Tratto da: Adista Notizie n° 19 del 12/03/2011

Questa omelia è il risultato di una conversazione fra tre persone – una donna e due uomini – che fanno parte della Rete laica di Bologna. Abbiamo cercato di misurarci coi testi, appunto, laicamente, cioè cercando di mettere fra parentesi i nostri presupposti religiosi e non, e di lasciare che le parole lette rimbalzassero liberamente dentro di noi.

Il filo unificante delle tre letture è il tema della luce che supera le apparenze e vince le tenebre.
Nella prima lettura, tratta dal Libro di Samuele, emerge l’imprevedibilità delle scelte di Dio, che contrastano con le attese umane. Il dialogo si svolge su due piani: tra Dio e Samuele, che ha avuto l’incarico di trovare un re tra i figli di Iesse, e tra Samuele e Iesse. A sorpresa viene scelto come re Davide, il più piccolo dei figli di Iesse, quello che nessuno pensava, quello che anche il padre aveva scartato. Dio si comporta in modo apparentemente scriteriato: per svolgere il compito di re-guerriero sceglie il personaggio più fragile. Anche il riferimento alla bellezza fisica in un personaggio maschile, insolita nell’Antico Testamento, sottolinea l’incongruità dell’agire di Dio rispetto al senso comune umano. Evidentemente Dio vede qualcosa che gli esseri umani non colgono.
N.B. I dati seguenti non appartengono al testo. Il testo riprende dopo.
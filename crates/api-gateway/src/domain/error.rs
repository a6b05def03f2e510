//! API Gateway error types and their HTTP mapping.
//!
//! | Error | Status | Body |
//! |-------|--------|------|
//! | `Validation` | 400 | validation message |
//! | `Persistence` | 500 | underlying store error text |
//! | `Serialization` | 500 | encoder error text |
//! | `Internal` | 500 | worker failure text |

use axum::http::StatusCode;
use axum::response::{IntoResponse, Response};
use block_ledger::{LedgerError, ValidationError};
use std::net::SocketAddr;

/// Per-request failure, rendered as a plain-text HTTP response.
#[derive(Debug, thiserror::Error)]
pub enum ApiError {
    /// Caller input failed validation. Never a server fault.
    #[error(transparent)]
    Validation(#[from] ValidationError),

    /// The ledger rejected a validated write.
    #[error(transparent)]
    Persistence(#[from] LedgerError),

    /// A response payload could not be encoded.
    #[error("{0}")]
    Serialization(#[from] serde_json::Error),

    /// The worker running the request failed.
    #[error("internal error: {0}")]
    Internal(String),
}

impl ApiError {
    /// HTTP status for this error
    pub fn status_code(&self) -> StatusCode {
        match self {
            ApiError::Validation(_) => StatusCode::BAD_REQUEST,
            ApiError::Persistence(_) | ApiError::Serialization(_) | ApiError::Internal(_) => {
                StatusCode::INTERNAL_SERVER_ERROR
            }
        }
    }
}

impl IntoResponse for ApiError {
    fn into_response(self) -> Response {
        (self.status_code(), self.to_string()).into_response()
    }
}

/// Result type for API handlers
pub type ApiResult<T> = Result<T, ApiError>;

/// Gateway-level errors (not per-request, internal use)
#[derive(Debug, thiserror::Error)]
pub enum GatewayError {
    /// Configuration error
    #[error("configuration error: {0}")]
    Config(#[from] super::config::ConfigError),

    /// Server socket bind error
    #[error("server bind error on {addr}: {source}")]
    Bind {
        addr: SocketAddr,
        #[source]
        source: std::io::Error,
    },

    /// Server stopped with an I/O error
    #[error("server error: {0}")]
    Serve(#[source] std::io::Error),
}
Nel brano dalla Lettera agli Efesini ci ha colpiti l’esortazione: «Non partecipate alle opere delle tenebre, che non danno frutto, ma piuttosto condannatele apertamente». C’è chi fa il male, c’è chi lo tollera o, tacitamente, lo accetta, e c’è chi addirittura se ne rende complice. Come affermerà anche Alessandro Manzoni nei Promessi sposi, il malvagio non solo procura del male ai buoni ma, facendo loro perdere la fiducia e l’innocenza, li corrompe, producendo un guasto ancora maggiore. Se guardiamo all’attualità della nostra vita sociale e politica, non possiamo non notare che “le opere delle tenebre” risultano assai fruttuose dal punto di vista materiale; d’altra parte le parole del testo suonano come un forte richiamo alla responsabilità di fronte al carattere contagioso della corruzione.
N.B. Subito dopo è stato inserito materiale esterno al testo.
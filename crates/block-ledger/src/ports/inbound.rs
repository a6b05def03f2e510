//! # Inbound Ports (Driving Ports)
//!
//! The primary API for the Block Ledger.

use crate::domain::entities::{BlockData, BlockId};
use crate::domain::errors::LedgerError;

/// Primary API for the Block Ledger.
///
/// Implementations are shared across request workers, so they must be
/// callable concurrently through `&self`.
pub trait LedgerApi: Send + Sync {
    /// Persist exactly one block carrying `data`.
    ///
    /// The store assigns `id` and `timestamp`. No retry is attempted and
    /// identical payloads are never deduplicated.
    ///
    /// ## Errors
    ///
    /// - `Persistence`: statement preparation or execution failed
    fn append(&self, data: &BlockData) -> Result<BlockId, LedgerError>;
}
Nel Vangelo di Giovanni colpisce la denuncia dei pregiudizi: «Rabbì, chi ha peccato, lui o i suoi genitori, perché sia nato cieco?». Di fronte al male, al dolore, alla malattia, è un comportamento/reazione assolutamente normale per ciascuno di noi cercare leggi naturali, cause, colpe che ci tranquillizzino, ci rassicurino sul fatto che vi sia una logica in quei fenomeni e che a noi non spettino, non tocchino, ne siamo immuni. Tutti, in tal senso, siamo più ciechi dei ciechi. Il cieco, invece, lasciandosi andare alla disponibilità, all’abbandono, alla fiducia in Gesù, riacquista la vista.
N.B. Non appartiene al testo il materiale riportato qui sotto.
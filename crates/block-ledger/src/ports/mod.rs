//! # Ports Layer
//!
//! - `inbound` - API this library exposes to the gateway

pub mod inbound;
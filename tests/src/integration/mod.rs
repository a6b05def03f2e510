//! Cross-crate integration flows.

pub mod harness;
mod http_flows;
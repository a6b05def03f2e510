//! # Adapters
//!
//! - `sqlite` - Store backed by a single shared SQLite connection

pub mod sqlite;
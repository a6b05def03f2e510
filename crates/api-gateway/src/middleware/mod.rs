//! Middleware stack for the API Gateway.
//!
//! Layer order: Request → RequestLog → Router → Handler

pub mod request_log;

pub use request_log::{RequestLogLayer, RequestLogService};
Siccome questa guarigione avviene di sabato, diventa immediatamente un pretesto per una polemica tra coloro che danno più importanza alla lettera della legge che alle concrete necessità degli esseri umani. Persino i genitori, per paura di essere espulsi, si sottraggono alle domande. Rimane l’uomo che ora vede e che non ha timore di riconoscere nella sua guarigione la potenza di qualcuno inviato da Dio. Il finale è un bellissimo paradosso: «È per un giudizio che io sono venuto in questo mondo, perché coloro che non vedono, vedano e quelli che vedono, diventino ciechi». «Se foste ciechi, non avreste alcun peccato; ma siccome dite: “Noi vediamo”, il vostro peccato rimane»: la verità sconvolge e sovverte ogni canone, ogni regola, ogni logica. Socraticamente, sa chi sa di non sapere.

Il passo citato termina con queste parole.